**What the exercise asks**
Your answer should be only the lines below from the one with "quarter)).or_default() += record.amount.unwrap_or(0.0);" to the one with "let (cnpj, category)", repeated exactly, ends included.

───── Records for the exercise ─────

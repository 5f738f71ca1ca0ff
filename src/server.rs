//! Read-only HTTP API over the enriched and aggregated tables.

use crate::config::DataPaths;
use crate::constants::{
    COL_AMOUNT, COL_CATEGORY, COL_LEGAL_NAME, COL_MEAN, COL_QUARTER, COL_REGION, COL_STDDEV, COL_TAX_ID, COL_TOTAL,
    COL_YEAR,
};
use crate::error::{PipelineError, Result};
use crate::pipeline::table::{self, cell, parse_number, Table};
use crate::types::Aggregate;
use axum::{
    extract::{Path, Query},
    http::{Method, StatusCode},
    response::{IntoResponse, Json, Response},
    routing::get,
    Extension, Router,
};
use hyper::Server;
use serde::{Deserialize, Serialize};
use std::collections::{BTreeMap, BTreeSet};
use std::net::SocketAddr;
use std::path::Path as FsPath;
use std::sync::Arc;
use tower::ServiceBuilder;
use tower_http::cors::{Any, CorsLayer};
use tracing::info;

const DEFAULT_PAGE: i64 = 1;
const DEFAULT_LIMIT: i64 = 10;
const MAX_LIMIT: i64 = 100;
const TOP_N: usize = 5;

/// One enriched line as the API sees it; text fields are trimmed.
#[derive(Debug, Clone, PartialEq)]
pub struct EnrichedRecord {
    pub cnpj: String,
    pub legal_name: String,
    pub category: String,
    pub region: String,
    pub year: Option<i32>,
    pub quarter: Option<u8>,
    pub amount: Option<f64>,
}

/// Tables loaded once at startup and shared read-only by every handler.
#[derive(Debug, Default)]
pub struct ApiState {
    pub records: Vec<EnrichedRecord>,
    pub aggregates: Vec<Aggregate>,
}

fn optional_text(value: &str) -> Option<String> {
    let value = value.trim();
    (!value.is_empty()).then(|| value.to_string())
}

impl ApiState {
    pub fn from_tables(enriched: &Table, aggregated: &Table) -> Result<Self> {
        let tax = enriched.require(COL_TAX_ID, "enriched")?;
        let name = enriched.require(COL_LEGAL_NAME, "enriched")?;
        let category = enriched.column(COL_CATEGORY);
        let region = enriched.require(COL_REGION, "enriched")?;
        let year = enriched.require(COL_YEAR, "enriched")?;
        let quarter = enriched.require(COL_QUARTER, "enriched")?;
        let amount = enriched.require(COL_AMOUNT, "enriched")?;

        let records = enriched
            .rows
            .iter()
            .map(|row| EnrichedRecord {
                cnpj: cell(row, tax).trim().to_string(),
                legal_name: cell(row, name).trim().to_string(),
                category: category.map(|c| cell(row, c).trim().to_string()).unwrap_or_default(),
                region: cell(row, region).trim().to_string(),
                year: parse_number(cell(row, year)).map(|v| v as i32),
                quarter: parse_number(cell(row, quarter)).map(|v| v as u8),
                amount: parse_number(cell(row, amount)),
            })
            .collect();

        let agg_name = aggregated.require(COL_LEGAL_NAME, "aggregated")?;
        let agg_region = aggregated.require(COL_REGION, "aggregated")?;
        let total = aggregated.require(COL_TOTAL, "aggregated")?;
        let mean = aggregated.require(COL_MEAN, "aggregated")?;
        let stddev = aggregated.require(COL_STDDEV, "aggregated")?;

        let aggregates = aggregated
            .rows
            .iter()
            .map(|row| Aggregate {
                legal_name: cell(row, agg_name).trim().to_string(),
                region: cell(row, agg_region).trim().to_string(),
                total: parse_number(cell(row, total)).unwrap_or(0.0),
                mean: parse_number(cell(row, mean)).unwrap_or(f64::NAN),
                stddev: parse_number(cell(row, stddev)),
            })
            .collect();

        Ok(Self { records, aggregates })
    }

    /// Load the enriched and aggregated CSVs. Either missing is fatal.
    pub fn load(paths: &DataPaths) -> Result<Self> {
        let enriched = read_required(&paths.enriched())?;
        let aggregated = read_required(&paths.aggregated())?;
        let state = Self::from_tables(&enriched, &aggregated)?;
        info!(
            records = state.records.len(),
            aggregates = state.aggregates.len(),
            "API data loaded"
        );
        Ok(state)
    }

    fn records_for<'a>(&'a self, cnpj: &'a str) -> impl Iterator<Item = &'a EnrichedRecord> + 'a {
        self.records.iter().filter(move |r| r.cnpj == cnpj)
    }

    fn aggregate_for(&self, legal_name: &str, region: &str) -> Option<&Aggregate> {
        self.aggregates
            .iter()
            .find(|a| a.legal_name == legal_name && a.region == region)
    }
}

fn read_required(path: &FsPath) -> Result<Table> {
    if !path.is_file() {
        return Err(PipelineError::format(path, "file not found, run the pipeline first"));
    }
    table::read_stage_csv(path)
}

#[derive(Debug, Serialize, Deserialize, PartialEq)]
pub struct OperatorSummary {
    pub cnpj: String,
    pub razao_social: String,
    pub modalidade: Option<String>,
    pub uf: Option<String>,
}

#[derive(Debug, Serialize, Deserialize, PartialEq)]
pub struct OperatorDetail {
    pub cnpj: String,
    pub razao_social: String,
    pub modalidade: Option<String>,
    pub uf: Option<String>,
    pub total_despesas: f64,
    pub media_despesas: Option<f64>,
    pub desvio_padrao_despesas: Option<f64>,
}

#[derive(Debug, Serialize, Deserialize, PartialEq)]
pub struct ExpenseItem {
    pub ano: i32,
    pub trimestre: u8,
    pub valor_despesas: f64,
}

#[derive(Debug, Serialize, Deserialize)]
pub struct Statistics {
    pub total_despesas: f64,
    pub media_despesas: f64,
    pub top5_operadoras: Vec<OperatorDetail>,
}

#[derive(Debug, Serialize, Deserialize)]
pub struct Page {
    pub data: Vec<OperatorSummary>,
    pub page: i64,
    pub limit: i64,
    pub total: usize,
}

#[derive(Debug, Deserialize)]
pub struct ListParams {
    pub page: Option<i64>,
    pub limit: Option<i64>,
    pub busca: Option<String>,
}

/// Error body: `{"detail": "..."}`.
#[derive(Debug)]
pub struct ApiError {
    status: StatusCode,
    detail: String,
}

impl ApiError {
    fn bad_request(detail: impl Into<String>) -> Self {
        Self {
            status: StatusCode::BAD_REQUEST,
            detail: detail.into(),
        }
    }

    fn not_found() -> Self {
        Self {
            status: StatusCode::NOT_FOUND,
            detail: "Operadora não encontrada".to_string(),
        }
    }
}

impl IntoResponse for ApiError {
    fn into_response(self) -> Response {
        (self.status, Json(serde_json::json!({ "detail": self.detail }))).into_response()
    }
}

fn non_finite_as_none(value: f64) -> Option<f64> {
    value.is_finite().then_some(value)
}

fn detail(cnpj: String, legal_name: &str, category: &str, region: &str, aggregate: Option<&Aggregate>) -> OperatorDetail {
    OperatorDetail {
        cnpj,
        razao_social: legal_name.to_string(),
        modalidade: optional_text(category),
        uf: optional_text(region),
        total_despesas: aggregate.map(|a| a.total).unwrap_or(0.0),
        media_despesas: aggregate.and_then(|a| non_finite_as_none(a.mean)),
        desvio_padrao_despesas: aggregate.and_then(|a| a.stddev),
    }
}

async fn health() -> impl IntoResponse {
    Json(serde_json::json!({
        "status": "healthy",
        "service": "ans-pipeline-api",
        "version": env!("CARGO_PKG_VERSION")
    }))
}

async fn list_operators(
    Extension(state): Extension<Arc<ApiState>>,
    Query(params): Query<ListParams>,
) -> std::result::Result<Json<Page>, ApiError> {
    let page = params.page.unwrap_or(DEFAULT_PAGE);
    let limit = params.limit.unwrap_or(DEFAULT_LIMIT);
    if page < 1 {
        return Err(ApiError::bad_request("page must be >= 1"));
    }
    if !(1..=MAX_LIMIT).contains(&limit) {
        return Err(ApiError::bad_request(format!("limit must be between 1 and {MAX_LIMIT}")));
    }

    let distinct: BTreeSet<(&str, &str, &str, &str)> = state
        .records
        .iter()
        .map(|r| (r.cnpj.as_str(), r.legal_name.as_str(), r.category.as_str(), r.region.as_str()))
        .collect();

    let needle = params.busca.as_deref().map(str::to_lowercase).filter(|s| !s.is_empty());
    let matching: Vec<_> = distinct
        .into_iter()
        .filter(|(cnpj, name, _, _)| match &needle {
            Some(n) => cnpj.to_lowercase().contains(n) || name.to_lowercase().contains(n),
            None => true,
        })
        .collect();

    let offset = (page - 1)
        .checked_mul(limit)
        .and_then(|o| usize::try_from(o).ok())
        .ok_or_else(|| ApiError::bad_request("page is out of range"))?;
    let data = matching
        .iter()
        .skip(offset)
        .take(limit as usize)
        .map(|(cnpj, name, category, region)| OperatorSummary {
            cnpj: cnpj.to_string(),
            razao_social: name.to_string(),
            modalidade: optional_text(category),
            uf: optional_text(region),
        })
        .collect();

    Ok(Json(Page {
        data,
        page,
        limit,
        total: matching.len(),
    }))
}

async fn operator_detail(
    Extension(state): Extension<Arc<ApiState>>,
    Path(cnpj): Path<String>,
) -> std::result::Result<Json<OperatorDetail>, ApiError> {
    let cnpj = cnpj.trim();
    let base = state.records_for(cnpj).next().ok_or_else(ApiError::not_found)?;
    let aggregate = state.aggregate_for(&base.legal_name, &base.region);
    Ok(Json(detail(
        cnpj.to_string(),
        &base.legal_name,
        &base.category,
        &base.region,
        aggregate,
    )))
}

async fn operator_expenses(
    Extension(state): Extension<Arc<ApiState>>,
    Path(cnpj): Path<String>,
) -> std::result::Result<Json<Vec<ExpenseItem>>, ApiError> {
    let cnpj = cnpj.trim();
    let mut records = state.records_for(cnpj).peekable();
    if records.peek().is_none() {
        return Err(ApiError::not_found());
    }

    let mut by_period: BTreeMap<(i32, u8), f64> = BTreeMap::new();
    for record in records {
        if let (Some(year), Some(quarter)) = (record.year, record.quarter) {
            *by_period.entry((year, quarter)).or_default() += record.amount.unwrap_or(0.0);
        }
    }

    Ok(Json(
        by_period
            .into_iter()
            .map(|((ano, trimestre), valor_despesas)| ExpenseItem {
                ano,
                trimestre,
                valor_despesas,
            })
            .collect(),
    ))
}

async fn statistics(Extension(state): Extension<Arc<ApiState>>) -> Json<Statistics> {
    let amounts: Vec<f64> = state.records.iter().filter_map(|r| r.amount).collect();
    let total: f64 = amounts.iter().sum();
    let mean = if amounts.is_empty() { 0.0 } else { total / amounts.len() as f64 };

    let mut ranked: Vec<&Aggregate> = state.aggregates.iter().collect();
    ranked.sort_by(|a, b| b.total.total_cmp(&a.total));

    let top = ranked
        .into_iter()
        .take(TOP_N)
        .map(|a| {
            let representative = state
                .records
                .iter()
                .find(|r| r.legal_name == a.legal_name && r.region == a.region);
            let (cnpj, category) = representative
                .map(|r| (r.cnpj.clone(), r.category.as_str()))
                .unwrap_or_default();
            detail(cnpj, &a.legal_name, category, &a.region, Some(a))
        })
        .collect();

    Json(Statistics {
        total_despesas: total,
        media_despesas: mean,
        top5_operadoras: top,
    })
}

/// Build the router with every route and the shared state.
pub fn create_server(state: Arc<ApiState>) -> Router {
    let cors = CorsLayer::new()
        .allow_origin(Any)
        .allow_methods([Method::GET])
        .allow_headers(Any);

    Router::new()
        .route("/health", get(health))
        .route("/api/operadoras", get(list_operators))
        .route("/api/operadoras/:cnpj", get(operator_detail))
        .route("/api/operadoras/:cnpj/despesas", get(operator_expenses))
        .route("/api/estatisticas", get(statistics))
        .layer(Extension(state))
        .layer(ServiceBuilder::new().layer(cors))
}

/// Serve the API on `port` until the process is stopped.
pub async fn start_server(state: Arc<ApiState>, port: u16) -> Result<()> {
    let app = create_server(state);
    let addr = SocketAddr::from(([0, 0, 0, 0], port));

    info!("HTTP server running on http://localhost:{port}");
    info!("Health check: http://localhost:{port}/health");

    Server::bind(&addr).serve(app.into_make_service()).await?;
    Ok(())
}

─────

**Answer box**
            *by_period.entry((year, quarter)).or_default() += record.amount.unwrap_or(0.0);
        }
    }

    Ok(Json(
        by_period
            .into_iter()
            .map(|((ano, trimestre), valor_despesas)| ExpenseItem {
                ano,
                trimestre,
                valor_despesas,
            })
            .collect(),
    ))
}

async fn statistics(Extension(state): Extension<Arc<ApiState>>) -> Json<Statistics> {
    let amounts: Vec<f64> = state.records.iter().filter_map(|r| r.amount).collect();
    let total: f64 = amounts.iter().sum();
    let mean = if amounts.is_empty() { 0.0 } else { total / amounts.len() as f64 };

    let mut ranked: Vec<&Aggregate> = state.aggregates.iter().collect();
    ranked.sort_by(|a, b| b.total.total_cmp(&a.total));

    let top = ranked
        .into_iter()
        .take(TOP_N)
        .map(|a| {
            let representative = state
                .records
                .iter()
                .find(|r| r.legal_name == a.legal_name && r.region == a.region);
            let (cnpj, category) = representative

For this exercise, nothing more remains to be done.